# Task
When a line below holds the string "match", show that line.

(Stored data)
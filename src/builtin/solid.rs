//! The five SOLID principles

use crate::domain::examples::{CodeSample, PrincipleExample, PrincipleFamily};

pub(super) fn srp() -> PrincipleExample {
    let violating = CodeSample::rust(
        r#"pub struct Employee {
    pub name: String,
    pub email: String,
}

impl Employee {
    pub fn save_to_database(&self, db: &mut Vec<String>) {
        db.push(format!("{},{}", self.name, self.email));
    }

    pub fn send_email(&self, outbox: &mut Vec<String>) {
        outbox.push(format!("To: {}", self.email));
    }
}
"#,
    )
    .with_caption("Employee holds data, persists itself and sends mail");

    let compliant = CodeSample::rust(
        r#"pub struct Employee {
    pub name: String,
    pub email: String,
}

pub struct EmployeeRepository {
    rows: Vec<String>,
}

impl EmployeeRepository {
    pub fn save(&mut self, employee: &Employee) {
        self.rows.push(format!("{},{}", employee.name, employee.email));
    }
}

pub struct EmailService {
    outbox: Vec<String>,
}

impl EmailService {
    pub fn send(&mut self, employee: &Employee) {
        self.outbox.push(format!("To: {}", employee.email));
    }
}
"#,
    )
    .with_caption("Data, persistence and mail each have their own type");

    PrincipleExample::new("SRP", "Single Responsibility Principle", violating, compliant)
        .in_family(PrincipleFamily::Solid)
        .with_problem(
            "One type mixes data, storage and messaging, so it changes whenever any of them does.",
        )
        .with_rationale(
            "A type should have one reason to change. With storage and email pulled out, a new \
             database or mail provider touches exactly one type and leaves Employee alone.",
        )
        .with_key_points([
            "A type should have only one reason to change",
            "Identify the separate responsibilities inside a large type",
            "Compose small focused types instead",
        ])
}

pub(super) fn ocp() -> PrincipleExample {
    let violating = CodeSample::rust(
        r#"pub enum Shape {
    Rectangle { width: f64, height: f64 },
    Circle { radius: f64 },
}

pub fn area(shape: &Shape) -> f64 {
    match shape {
        Shape::Rectangle { width, height } => width * height,
        Shape::Circle { radius } => std::f64::consts::PI * radius * radius,
    }
}
"#,
    )
    .with_caption("Every new shape means editing the central match");

    let compliant = CodeSample::rust(
        r#"pub trait Shape {
    fn area(&self) -> f64;
}

pub struct Rectangle { pub width: f64, pub height: f64 }
pub struct Circle { pub radius: f64 }
pub struct Triangle { pub base: f64, pub height: f64 }

impl Shape for Rectangle {
    fn area(&self) -> f64 { self.width * self.height }
}

impl Shape for Circle {
    fn area(&self) -> f64 { std::f64::consts::PI * self.radius * self.radius }
}

impl Shape for Triangle {
    fn area(&self) -> f64 { 0.5 * self.base * self.height }
}

pub fn total_area(shapes: &[Box<dyn Shape>]) -> f64 {
    shapes.iter().map(|s| s.area()).sum()
}
"#,
    )
    .with_caption("New shapes implement the trait; total_area never changes");

    PrincipleExample::new("OCP", "Open-Closed Principle", violating, compliant)
        .in_family(PrincipleFamily::Solid)
        .with_problem("Adding a variant forces edits to code that already works and is tested.")
        .with_rationale(
            "Code should be open for extension and closed for modification. A trait gives an \
             extension point: Triangle was added without touching total_area.",
        )
        .with_key_points([
            "Open for extension: add behavior with new types",
            "Closed for modification: existing, tested code stays as it is",
            "Traits are the usual extension point",
        ])
}

pub(super) fn lsp() -> PrincipleExample {
    let violating = CodeSample::rust(
        r#"pub trait Bird {
    fn fly(&self) -> Result<String, String>;
}

pub struct Eagle;
pub struct Penguin;

impl Bird for Eagle {
    fn fly(&self) -> Result<String, String> {
        Ok("Eagle soars high in the sky".to_string())
    }
}

impl Bird for Penguin {
    fn fly(&self) -> Result<String, String> {
        Err("Penguins cannot fly!".to_string())
    }
}
"#,
    )
    .with_caption("Penguin implements Bird but cannot honor fly");

    let compliant = CodeSample::rust(
        r#"pub trait Bird {
    fn travel(&self) -> String;
    fn eat(&self) -> String;
}

pub trait Flying: Bird {
    fn fly(&self) -> String;
}

pub trait Swimming: Bird {
    fn swim(&self) -> String;
}

pub struct Eagle;
pub struct Penguin;

impl Bird for Eagle {
    fn travel(&self) -> String { self.fly() }
    fn eat(&self) -> String { "Eagle is eating seeds".to_string() }
}

impl Flying for Eagle {
    fn fly(&self) -> String { "Eagle soars majestically".to_string() }
}

impl Bird for Penguin {
    fn travel(&self) -> String { self.swim() }
    fn eat(&self) -> String { "Penguin is eating fish".to_string() }
}

impl Swimming for Penguin {
    fn swim(&self) -> String { "Penguin swims gracefully underwater".to_string() }
}
"#,
    )
    .with_caption("Bird promises only what every bird can do");

    PrincipleExample::new("LSP", "Liskov Substitution Principle", violating, compliant)
        .in_family(PrincipleFamily::Solid)
        .with_problem(
            "An implementation cannot keep the contract of its abstraction and fails where callers expect success.",
        )
        .with_rationale(
            "Any implementation must be usable wherever the abstraction is expected. Moving fly \
             into its own trait means code written against Bird works for eagles and penguins alike.",
        )
        .with_key_points([
            "Implementations must be substitutable for their abstraction",
            "Do not weaken preconditions or strengthen postconditions",
            "Do not introduce new failures in overriding behavior",
            "Model capabilities that only some types have as separate traits",
        ])
}

pub(super) fn isp() -> PrincipleExample {
    let violating = CodeSample::rust(
        r#"pub trait Machine {
    fn print(&self, doc: &str) -> Result<String, String>;
    fn scan(&self, doc: &str) -> Result<String, String>;
    fn fax(&self, doc: &str) -> Result<String, String>;
}

pub struct SimplePrinter;

impl Machine for SimplePrinter {
    fn print(&self, doc: &str) -> Result<String, String> {
        Ok(format!("Printing {doc}"))
    }

    fn scan(&self, _doc: &str) -> Result<String, String> {
        Err("Cannot scan".to_string())
    }

    fn fax(&self, _doc: &str) -> Result<String, String> {
        Err("Cannot fax".to_string())
    }
}
"#,
    )
    .with_caption("A simple printer is forced to implement scan and fax");

    let compliant = CodeSample::rust(
        r#"pub trait Printable {
    fn print(&self, doc: &str) -> String;
}

pub trait Scannable {
    fn scan(&self, doc: &str) -> String;
}

pub trait Faxable {
    fn fax(&self, doc: &str) -> String;
}

pub struct SimplePrinter;
pub struct MultiFunctionPrinter;

impl Printable for SimplePrinter {
    fn print(&self, doc: &str) -> String { format!("Printing {doc}") }
}

impl Printable for MultiFunctionPrinter {
    fn print(&self, doc: &str) -> String { format!("Printing {doc}") }
}

impl Scannable for MultiFunctionPrinter {
    fn scan(&self, doc: &str) -> String { format!("Scanning {doc}") }
}

impl Faxable for MultiFunctionPrinter {
    fn fax(&self, doc: &str) -> String { format!("Faxing {doc}") }
}
"#,
    )
    .with_caption("Small traits; each type implements only what it supports");

    PrincipleExample::new("ISP", "Interface Segregation Principle", violating, compliant)
        .in_family(PrincipleFamily::Solid)
        .with_problem("A fat interface forces implementers to stub out methods they cannot support.")
        .with_rationale(
            "Clients should not depend on methods they do not use. Splitting the interface means \
             a simple printer cannot even be asked to scan, so the failure case disappears.",
        )
        .with_key_points([
            "Split large interfaces into small, focused ones",
            "Implement only the capabilities a type really has",
            "Combine several small traits when a type needs more",
        ])
}

pub(super) fn dip() -> PrincipleExample {
    let violating = CodeSample::rust(
        r#"pub struct SmtpMailer;

impl SmtpMailer {
    pub fn send(&self, to: &str, body: &str) -> String {
        format!("SMTP to {to}: {body}")
    }
}

pub struct SignupService {
    mailer: SmtpMailer,
}

impl SignupService {
    pub fn new() -> Self {
        Self { mailer: SmtpMailer }
    }

    pub fn sign_up(&self, email: &str) -> String {
        self.mailer.send(email, "Welcome!")
    }
}
"#,
    )
    .with_caption("The service builds and depends on a concrete mailer");

    let compliant = CodeSample::rust(
        r#"pub trait Notifier {
    fn notify(&self, to: &str, body: &str) -> String;
}

pub struct SmtpMailer;

impl Notifier for SmtpMailer {
    fn notify(&self, to: &str, body: &str) -> String {
        format!("SMTP to {to}: {body}")
    }
}

pub struct SignupService<N: Notifier> {
    notifier: N,
}

impl<N: Notifier> SignupService<N> {
    pub fn new(notifier: N) -> Self {
        Self { notifier }
    }

    pub fn sign_up(&self, email: &str) -> String {
        self.notifier.notify(email, "Welcome!")
    }
}
"#,
    )
    .with_caption("The service depends on an abstraction it is handed");

    PrincipleExample::new("DIP", "Dependency Inversion Principle", violating, compliant)
        .in_family(PrincipleFamily::Solid)
        .with_problem(
            "High-level policy constructs and depends on low-level details, so it cannot be reused or tested in isolation.",
        )
        .with_rationale(
            "High-level modules and low-level modules should both depend on abstractions. \
             SignupService now works with any Notifier, including a test double.",
        )
        .with_key_points([
            "Depend on abstractions, not concrete types",
            "Let the caller supply dependencies",
            "Details implement the abstraction the policy defines",
        ])
}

# Answer box
    match shape {
    .with_caption("Every new shape means editing the central match");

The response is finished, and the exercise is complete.